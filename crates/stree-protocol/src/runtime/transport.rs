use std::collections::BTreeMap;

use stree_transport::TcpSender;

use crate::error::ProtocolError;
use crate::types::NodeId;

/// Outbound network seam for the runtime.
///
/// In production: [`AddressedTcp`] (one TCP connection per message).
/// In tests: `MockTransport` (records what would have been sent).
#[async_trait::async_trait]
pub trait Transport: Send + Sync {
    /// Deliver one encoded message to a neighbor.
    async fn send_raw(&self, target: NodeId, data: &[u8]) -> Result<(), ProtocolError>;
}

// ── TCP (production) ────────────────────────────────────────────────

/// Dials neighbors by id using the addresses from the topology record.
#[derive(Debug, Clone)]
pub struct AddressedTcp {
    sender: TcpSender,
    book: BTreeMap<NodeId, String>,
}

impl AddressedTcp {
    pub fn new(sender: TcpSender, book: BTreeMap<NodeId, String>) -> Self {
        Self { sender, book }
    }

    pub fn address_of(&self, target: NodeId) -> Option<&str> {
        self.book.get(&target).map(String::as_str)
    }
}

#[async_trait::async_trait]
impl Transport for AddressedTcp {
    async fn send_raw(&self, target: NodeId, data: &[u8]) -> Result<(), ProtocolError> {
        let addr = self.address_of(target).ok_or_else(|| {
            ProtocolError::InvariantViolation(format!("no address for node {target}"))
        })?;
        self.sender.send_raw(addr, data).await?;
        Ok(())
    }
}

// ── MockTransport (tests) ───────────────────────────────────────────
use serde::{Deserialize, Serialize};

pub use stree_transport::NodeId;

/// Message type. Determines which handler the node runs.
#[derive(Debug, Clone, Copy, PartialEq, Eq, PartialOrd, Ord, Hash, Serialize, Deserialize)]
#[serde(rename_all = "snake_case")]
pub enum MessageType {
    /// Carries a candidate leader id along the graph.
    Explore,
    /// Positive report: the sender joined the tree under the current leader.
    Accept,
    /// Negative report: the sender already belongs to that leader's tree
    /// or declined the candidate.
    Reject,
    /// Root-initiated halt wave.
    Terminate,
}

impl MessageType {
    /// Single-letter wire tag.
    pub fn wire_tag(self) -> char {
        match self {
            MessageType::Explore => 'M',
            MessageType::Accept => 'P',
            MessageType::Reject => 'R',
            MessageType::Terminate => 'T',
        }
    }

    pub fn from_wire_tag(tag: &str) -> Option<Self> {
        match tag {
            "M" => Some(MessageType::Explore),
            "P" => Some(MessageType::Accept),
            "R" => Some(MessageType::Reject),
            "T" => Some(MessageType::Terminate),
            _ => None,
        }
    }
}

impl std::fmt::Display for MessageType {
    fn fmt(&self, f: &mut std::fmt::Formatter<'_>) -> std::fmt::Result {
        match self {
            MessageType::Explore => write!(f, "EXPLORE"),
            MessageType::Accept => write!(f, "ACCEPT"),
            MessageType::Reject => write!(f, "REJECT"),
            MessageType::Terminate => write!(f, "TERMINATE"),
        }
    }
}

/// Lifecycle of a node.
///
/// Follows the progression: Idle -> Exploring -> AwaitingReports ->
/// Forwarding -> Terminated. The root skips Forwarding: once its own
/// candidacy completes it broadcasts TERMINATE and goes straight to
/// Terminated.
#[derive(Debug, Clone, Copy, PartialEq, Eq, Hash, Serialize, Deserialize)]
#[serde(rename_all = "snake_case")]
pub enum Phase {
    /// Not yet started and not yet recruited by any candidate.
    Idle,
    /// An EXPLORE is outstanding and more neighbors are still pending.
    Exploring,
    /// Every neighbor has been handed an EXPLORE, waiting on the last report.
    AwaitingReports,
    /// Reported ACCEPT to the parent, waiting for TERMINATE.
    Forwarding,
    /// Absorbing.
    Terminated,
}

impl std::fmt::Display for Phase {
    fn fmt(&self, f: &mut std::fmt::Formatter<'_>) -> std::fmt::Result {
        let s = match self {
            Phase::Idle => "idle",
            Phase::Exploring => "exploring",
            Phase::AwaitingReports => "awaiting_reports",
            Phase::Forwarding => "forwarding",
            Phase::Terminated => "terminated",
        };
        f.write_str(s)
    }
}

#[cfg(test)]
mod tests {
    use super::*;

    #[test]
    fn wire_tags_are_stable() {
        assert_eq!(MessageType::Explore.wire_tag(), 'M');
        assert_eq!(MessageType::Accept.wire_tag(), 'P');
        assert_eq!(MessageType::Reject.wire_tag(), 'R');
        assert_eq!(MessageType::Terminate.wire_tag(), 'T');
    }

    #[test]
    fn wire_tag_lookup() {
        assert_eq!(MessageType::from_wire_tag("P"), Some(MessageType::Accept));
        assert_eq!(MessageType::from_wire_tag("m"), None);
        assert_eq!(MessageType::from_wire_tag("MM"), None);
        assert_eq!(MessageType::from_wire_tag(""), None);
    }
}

______

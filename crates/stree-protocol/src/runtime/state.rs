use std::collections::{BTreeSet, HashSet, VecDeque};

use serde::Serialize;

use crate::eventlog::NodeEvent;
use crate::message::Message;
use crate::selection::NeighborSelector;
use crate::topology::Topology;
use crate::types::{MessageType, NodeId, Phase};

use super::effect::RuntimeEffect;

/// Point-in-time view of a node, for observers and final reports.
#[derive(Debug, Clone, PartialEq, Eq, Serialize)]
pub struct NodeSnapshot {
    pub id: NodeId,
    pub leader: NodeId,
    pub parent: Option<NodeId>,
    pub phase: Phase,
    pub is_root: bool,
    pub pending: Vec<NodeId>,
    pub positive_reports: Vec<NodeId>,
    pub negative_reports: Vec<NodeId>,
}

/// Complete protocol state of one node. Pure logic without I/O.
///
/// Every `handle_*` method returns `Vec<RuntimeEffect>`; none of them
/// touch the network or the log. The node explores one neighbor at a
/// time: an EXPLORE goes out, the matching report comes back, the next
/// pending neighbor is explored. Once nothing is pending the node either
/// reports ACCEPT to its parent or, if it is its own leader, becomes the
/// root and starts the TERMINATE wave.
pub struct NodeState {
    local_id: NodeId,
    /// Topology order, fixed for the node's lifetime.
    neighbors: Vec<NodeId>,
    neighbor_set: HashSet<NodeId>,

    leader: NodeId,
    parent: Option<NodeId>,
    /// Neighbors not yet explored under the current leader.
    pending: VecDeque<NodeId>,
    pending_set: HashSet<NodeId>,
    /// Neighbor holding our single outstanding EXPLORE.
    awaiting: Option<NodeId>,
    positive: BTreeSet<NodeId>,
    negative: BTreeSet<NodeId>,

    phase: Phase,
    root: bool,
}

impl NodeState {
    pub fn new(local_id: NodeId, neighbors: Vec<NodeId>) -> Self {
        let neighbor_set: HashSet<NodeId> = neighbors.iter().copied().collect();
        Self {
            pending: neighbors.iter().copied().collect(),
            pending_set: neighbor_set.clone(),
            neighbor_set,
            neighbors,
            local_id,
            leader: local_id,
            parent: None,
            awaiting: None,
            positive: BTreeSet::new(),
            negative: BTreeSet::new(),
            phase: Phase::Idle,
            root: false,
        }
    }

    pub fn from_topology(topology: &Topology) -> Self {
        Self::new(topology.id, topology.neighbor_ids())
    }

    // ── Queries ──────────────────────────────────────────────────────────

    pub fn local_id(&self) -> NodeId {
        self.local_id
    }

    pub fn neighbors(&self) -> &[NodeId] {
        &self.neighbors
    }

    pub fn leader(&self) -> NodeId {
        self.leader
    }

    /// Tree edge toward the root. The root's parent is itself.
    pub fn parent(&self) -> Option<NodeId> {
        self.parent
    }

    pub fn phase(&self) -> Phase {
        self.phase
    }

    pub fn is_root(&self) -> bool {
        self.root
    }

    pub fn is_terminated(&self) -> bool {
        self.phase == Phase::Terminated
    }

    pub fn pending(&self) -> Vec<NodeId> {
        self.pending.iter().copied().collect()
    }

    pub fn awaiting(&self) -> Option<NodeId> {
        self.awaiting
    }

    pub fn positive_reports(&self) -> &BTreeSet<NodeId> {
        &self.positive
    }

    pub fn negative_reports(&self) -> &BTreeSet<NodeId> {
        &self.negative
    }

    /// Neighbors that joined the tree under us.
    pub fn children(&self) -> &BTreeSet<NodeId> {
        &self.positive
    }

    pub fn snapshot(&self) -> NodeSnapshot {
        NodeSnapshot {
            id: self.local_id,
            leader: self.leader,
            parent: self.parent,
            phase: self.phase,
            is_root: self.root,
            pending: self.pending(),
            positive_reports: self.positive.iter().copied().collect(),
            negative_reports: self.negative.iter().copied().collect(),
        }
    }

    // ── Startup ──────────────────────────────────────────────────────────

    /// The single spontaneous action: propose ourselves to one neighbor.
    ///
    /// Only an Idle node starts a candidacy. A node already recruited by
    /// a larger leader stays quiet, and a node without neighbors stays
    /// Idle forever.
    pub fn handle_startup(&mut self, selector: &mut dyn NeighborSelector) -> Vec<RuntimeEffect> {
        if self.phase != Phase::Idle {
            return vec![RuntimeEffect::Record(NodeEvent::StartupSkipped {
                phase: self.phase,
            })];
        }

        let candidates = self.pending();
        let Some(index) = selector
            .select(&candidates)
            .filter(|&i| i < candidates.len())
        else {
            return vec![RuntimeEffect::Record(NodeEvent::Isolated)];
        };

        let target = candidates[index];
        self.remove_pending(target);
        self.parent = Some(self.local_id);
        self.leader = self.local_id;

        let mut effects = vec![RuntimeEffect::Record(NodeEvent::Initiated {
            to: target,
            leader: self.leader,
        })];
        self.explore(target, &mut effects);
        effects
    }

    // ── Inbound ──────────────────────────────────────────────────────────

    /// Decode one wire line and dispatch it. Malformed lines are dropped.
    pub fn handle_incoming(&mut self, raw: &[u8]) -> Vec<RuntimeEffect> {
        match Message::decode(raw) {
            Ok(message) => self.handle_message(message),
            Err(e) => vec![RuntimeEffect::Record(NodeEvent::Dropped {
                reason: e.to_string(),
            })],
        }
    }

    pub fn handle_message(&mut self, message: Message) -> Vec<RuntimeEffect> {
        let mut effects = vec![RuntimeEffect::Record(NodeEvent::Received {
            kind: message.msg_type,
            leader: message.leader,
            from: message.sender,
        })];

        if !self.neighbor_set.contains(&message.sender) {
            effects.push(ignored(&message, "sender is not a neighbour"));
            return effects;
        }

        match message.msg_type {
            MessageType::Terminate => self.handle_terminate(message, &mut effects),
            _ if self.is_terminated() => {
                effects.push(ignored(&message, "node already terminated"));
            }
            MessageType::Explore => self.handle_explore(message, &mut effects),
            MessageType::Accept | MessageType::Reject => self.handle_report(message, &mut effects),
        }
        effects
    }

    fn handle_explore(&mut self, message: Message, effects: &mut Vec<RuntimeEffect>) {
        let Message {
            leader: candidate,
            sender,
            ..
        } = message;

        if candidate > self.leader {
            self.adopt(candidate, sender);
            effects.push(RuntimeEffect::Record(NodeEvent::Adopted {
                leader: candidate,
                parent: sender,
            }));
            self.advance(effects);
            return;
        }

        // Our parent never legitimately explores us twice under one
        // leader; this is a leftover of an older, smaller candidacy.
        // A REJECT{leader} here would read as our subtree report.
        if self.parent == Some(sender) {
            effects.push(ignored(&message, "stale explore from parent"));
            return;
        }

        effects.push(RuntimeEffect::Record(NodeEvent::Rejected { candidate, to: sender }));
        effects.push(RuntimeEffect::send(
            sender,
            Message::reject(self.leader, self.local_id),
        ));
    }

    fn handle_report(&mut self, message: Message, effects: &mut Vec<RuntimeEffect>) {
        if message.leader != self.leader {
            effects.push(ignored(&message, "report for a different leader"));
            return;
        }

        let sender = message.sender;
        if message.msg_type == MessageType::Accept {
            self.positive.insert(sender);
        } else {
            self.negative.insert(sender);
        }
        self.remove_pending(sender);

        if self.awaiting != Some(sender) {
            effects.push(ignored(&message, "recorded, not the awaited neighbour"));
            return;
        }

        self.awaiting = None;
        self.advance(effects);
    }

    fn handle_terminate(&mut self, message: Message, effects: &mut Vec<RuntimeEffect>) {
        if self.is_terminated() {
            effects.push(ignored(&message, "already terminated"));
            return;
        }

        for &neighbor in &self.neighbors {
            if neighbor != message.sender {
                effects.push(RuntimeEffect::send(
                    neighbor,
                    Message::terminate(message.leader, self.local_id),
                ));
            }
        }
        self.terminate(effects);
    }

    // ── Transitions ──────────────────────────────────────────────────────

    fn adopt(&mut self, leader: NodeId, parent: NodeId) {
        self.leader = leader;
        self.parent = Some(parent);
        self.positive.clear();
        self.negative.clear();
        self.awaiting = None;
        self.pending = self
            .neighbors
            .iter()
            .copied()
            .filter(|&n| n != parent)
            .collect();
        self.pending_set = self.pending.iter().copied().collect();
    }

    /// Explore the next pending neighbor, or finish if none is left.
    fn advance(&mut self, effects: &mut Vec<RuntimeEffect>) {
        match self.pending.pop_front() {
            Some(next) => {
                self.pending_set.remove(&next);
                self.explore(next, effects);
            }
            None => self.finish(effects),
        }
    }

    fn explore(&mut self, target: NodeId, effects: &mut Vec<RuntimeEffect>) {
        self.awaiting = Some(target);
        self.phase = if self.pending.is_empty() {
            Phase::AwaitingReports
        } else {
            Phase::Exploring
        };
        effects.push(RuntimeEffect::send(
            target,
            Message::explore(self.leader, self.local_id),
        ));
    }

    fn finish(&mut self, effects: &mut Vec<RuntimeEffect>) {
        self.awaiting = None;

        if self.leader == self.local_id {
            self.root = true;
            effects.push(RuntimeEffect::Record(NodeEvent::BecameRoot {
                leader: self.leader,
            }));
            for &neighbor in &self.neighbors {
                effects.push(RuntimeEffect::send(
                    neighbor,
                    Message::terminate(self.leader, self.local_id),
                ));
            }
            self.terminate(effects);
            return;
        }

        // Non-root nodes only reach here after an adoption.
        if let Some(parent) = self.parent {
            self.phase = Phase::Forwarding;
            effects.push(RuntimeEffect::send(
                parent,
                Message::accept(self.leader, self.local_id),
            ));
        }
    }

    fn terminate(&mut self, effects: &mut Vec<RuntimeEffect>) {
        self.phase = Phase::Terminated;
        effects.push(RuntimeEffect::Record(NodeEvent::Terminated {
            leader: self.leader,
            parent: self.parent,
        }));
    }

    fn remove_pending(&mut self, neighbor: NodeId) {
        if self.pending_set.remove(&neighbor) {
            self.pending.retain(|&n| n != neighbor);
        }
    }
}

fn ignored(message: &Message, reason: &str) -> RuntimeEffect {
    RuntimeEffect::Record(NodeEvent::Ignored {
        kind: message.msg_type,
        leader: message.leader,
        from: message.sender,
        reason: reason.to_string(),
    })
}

______

**Your assignment:**
Go over the listing above and copy out each line that includes "kind".

**Completed task:**
            kind: message.msg_type,
        kind: message.msg_type,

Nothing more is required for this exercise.